OBJECTIVES CmeABC is a resistance-nodulation-cell division (RND)-type multidrug efflux pump conferring resistance to clinically important antibiotics in Campylobacter. This study aimed to identify the optimal target sites for the inhibition of CmeABC with antisense peptide nucleic acid (PNA). METHODS Eighteen PNAs were designed to bind to the translational initiation regions of cmeABC, spanning the ribosome-binding site (RBS) and the start codon of the cmeABC genes. Campylobacter jejuni was treated with CmeABC-specific PNAs (CmeABC-PNAs) at various concentrations and subjected to western blotting to measure changes in the level of CmeABC expression. The MICs of ciprofloxacin and erythromycin were measured to evaluate the impact of CmeABC knockdown on antibiotic susceptibility.

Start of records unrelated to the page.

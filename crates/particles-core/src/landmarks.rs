//! Derivation of a [`HandState`] from 21-point hand landmarks.
//!
//! Landmark detectors report points in normalised image coordinates
//! (`[0, 1]`, y pointing down). This module turns one detected hand into the
//! fingertip position, pinch flag and finger count the simulation consumes,
//! so a camera front-end only has to forward raw detections.

use crate::constants::{MIN_HAND_CONFIDENCE, PINCH_THRESHOLD};
use crate::hand::{HandFrame, HandState};

pub const WRIST: usize = 0;
pub const THUMB_IP: usize = 3;
pub const THUMB_TIP: usize = 4;
pub const INDEX_PIP: usize = 6;
pub const INDEX_TIP: usize = 8;
pub const MIDDLE_PIP: usize = 10;
pub const MIDDLE_TIP: usize = 12;
pub const RING_PIP: usize = 14;
pub const RING_TIP: usize = 16;
pub const PINKY_MCP: usize = 17;
pub const PINKY_PIP: usize = 18;
pub const PINKY_TIP: usize = 20;

pub const LANDMARK_COUNT: usize = 21;

/// (tip, pip) pairs for the four long fingers.
const FINGERS: [(usize, usize); 4] = [
    (INDEX_TIP, INDEX_PIP),
    (MIDDLE_TIP, MIDDLE_PIP),
    (RING_TIP, RING_PIP),
    (PINKY_TIP, PINKY_PIP),
];

#[derive(Clone, Copy, Debug, Default, PartialEq)]
pub struct Landmark {
    pub x: f32,
    pub y: f32,
    pub z: f32,
}

impl Landmark {
    pub fn new(x: f32, y: f32, z: f32) -> Self {
        Self { x, y, z }
    }

    #[inline]
    fn dist_2d(&self, other: &Landmark) -> f32 {
        let dx = self.x - other.x;
        let dy = self.y - other.y;
        (dx * dx + dy * dy).sqrt()
    }
}

/// One detected hand.
#[derive(Clone, Copy, Debug, PartialEq)]
pub struct HandLandmarks {
    pub points: [Landmark; LANDMARK_COUNT],
    /// Detector confidence in `[0, 1]`.
    pub confidence: f32,
}

#[derive(Clone, Copy, Debug, PartialEq)]
pub struct TrackerConfig {
    pub pinch_threshold: f32,
    pub min_confidence: f32,
    /// Flip x so a selfie camera behaves like a mirror.
    pub mirror_x: bool,
}

impl Default for TrackerConfig {
    fn default() -> Self {
        Self {
            pinch_threshold: PINCH_THRESHOLD,
            min_confidence: MIN_HAND_CONFIDENCE,
            mirror_x: true,
        }
    }
}

impl HandLandmarks {
    pub fn is_pinching(&self, cfg: &TrackerConfig) -> bool {
        self.points[THUMB_TIP].dist_2d(&self.points[INDEX_TIP]) < cfg.pinch_threshold
    }

    /// Number of extended fingers, thumb included.
    pub fn extended_fingers(&self) -> u8 {
        let p = &self.points;
        let wrist = &p[WRIST];
        let mut count = FINGERS
            .iter()
            .filter(|(tip, pip)| p[*tip].dist_2d(wrist) > p[*pip].dist_2d(wrist))
            .count() as u8;
        // The thumb folds across the palm, so measure against the pinky base.
        if p[THUMB_TIP].dist_2d(&p[PINKY_MCP]) > p[THUMB_IP].dist_2d(&p[PINKY_MCP]) {
            count += 1;
        }
        count
    }

    pub fn to_hand_state(&self, cfg: &TrackerConfig) -> HandState {
        let tip = &self.points[INDEX_TIP];
        let x = if cfg.mirror_x {
            (0.5 - tip.x) * 2.0
        } else {
            (tip.x - 0.5) * 2.0
        };
        let y = (0.5 - tip.y) * 2.0;
        let gesture = (self.confidence >= cfg.min_confidence).then(|| self.extended_fingers());
        HandState::new(
            x.clamp(-1.0, 1.0),
            y.clamp(-1.0, 1.0),
            self.is_pinching(cfg),
            gesture,
        )
    }
}

/// Converts every detection of a camera frame into simulation input.
pub fn hand_frame_from_landmarks(detections: &[HandLandmarks], cfg: &TrackerConfig) -> HandFrame {
    HandFrame::from_hands(detections.iter().map(|d| d.to_hand_state(cfg)))
}
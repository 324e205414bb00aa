use std::f32::consts::TAU;

use glam::{Vec2, Vec3};
use rand::Rng;

use crate::constants::{HEART_JITTER, HEART_SCALE, HEART_THICKNESS};

#[derive(Clone, Debug, PartialEq)]
pub struct HeartParams {
    /// Scene units per curve unit. The raw curve spans roughly 32 × 29.
    pub scale: f32,
    /// Full width of the in-plane random offset, in curve units.
    pub jitter: f32,
    /// Full depth of the random z offset, in scene units.
    pub thickness: f32,
    pub offset: Vec3,
}

impl Default for HeartParams {
    fn default() -> Self {
        Self {
            scale: HEART_SCALE,
            jitter: HEART_JITTER,
            thickness: HEART_THICKNESS,
            // the curve sits low; lift it so the shape is visually centred
            offset: Vec3::new(0.0, 0.5, 0.0),
        }
    }
}

/// Classic heart curve, `t` over one period `[0, 2π)`.
#[inline]
pub fn heart_curve(t: f32) -> Vec2 {
    let s = t.sin();
    Vec2::new(
        16.0 * s * s * s,
        13.0 * t.cos() - 5.0 * (2.0 * t).cos() - 2.0 * (3.0 * t).cos() - (4.0 * t).cos(),
    )
}

pub fn heart_points<R: Rng + ?Sized>(count: usize, params: &HeartParams, rng: &mut R) -> Vec<Vec3> {
    (0..count)
        .map(|_| {
            let t = rng.gen::<f32>() * TAU;
            let c = heart_curve(t);
            let jx = (rng.gen::<f32>() - 0.5) * params.jitter;
            let jy = (rng.gen::<f32>() - 0.5) * params.jitter;
            let z = (rng.gen::<f32>() - 0.5) * params.thickness;
            Vec3::new((c.x + jx) * params.scale, (c.y + jy) * params.scale, z) + params.offset
        })
        .collect()
}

RESULTS While antisense PNA significantly affected CmeA and CmeB expression, interestingly, CmeC expression was not altered by any of the CmeC-PNAs used in this study. A CmeA-PNA targeting the RBS of cmeA and its upstream region reduced CmeA expression most efficiently, and CmeB expression was most significantly decreased by PNA binding to the RBS of cmeB and its downstream region. CmeA- and CmeB-PNAs increased the susceptibility of C. jejuni to ciprofloxacin and erythromycin in proportion to the inhibition levels observed in western blotting. CONCLUSIONS The cmeA gene is the best target to knockdown CmeABC with antisense PNA. The RBS is the major target for the PNA-mediated antisense inhibition of CmeABC. However, regions in its vicinity also significantly influence the effectiveness of the PNA-based knockdown of CmeABC.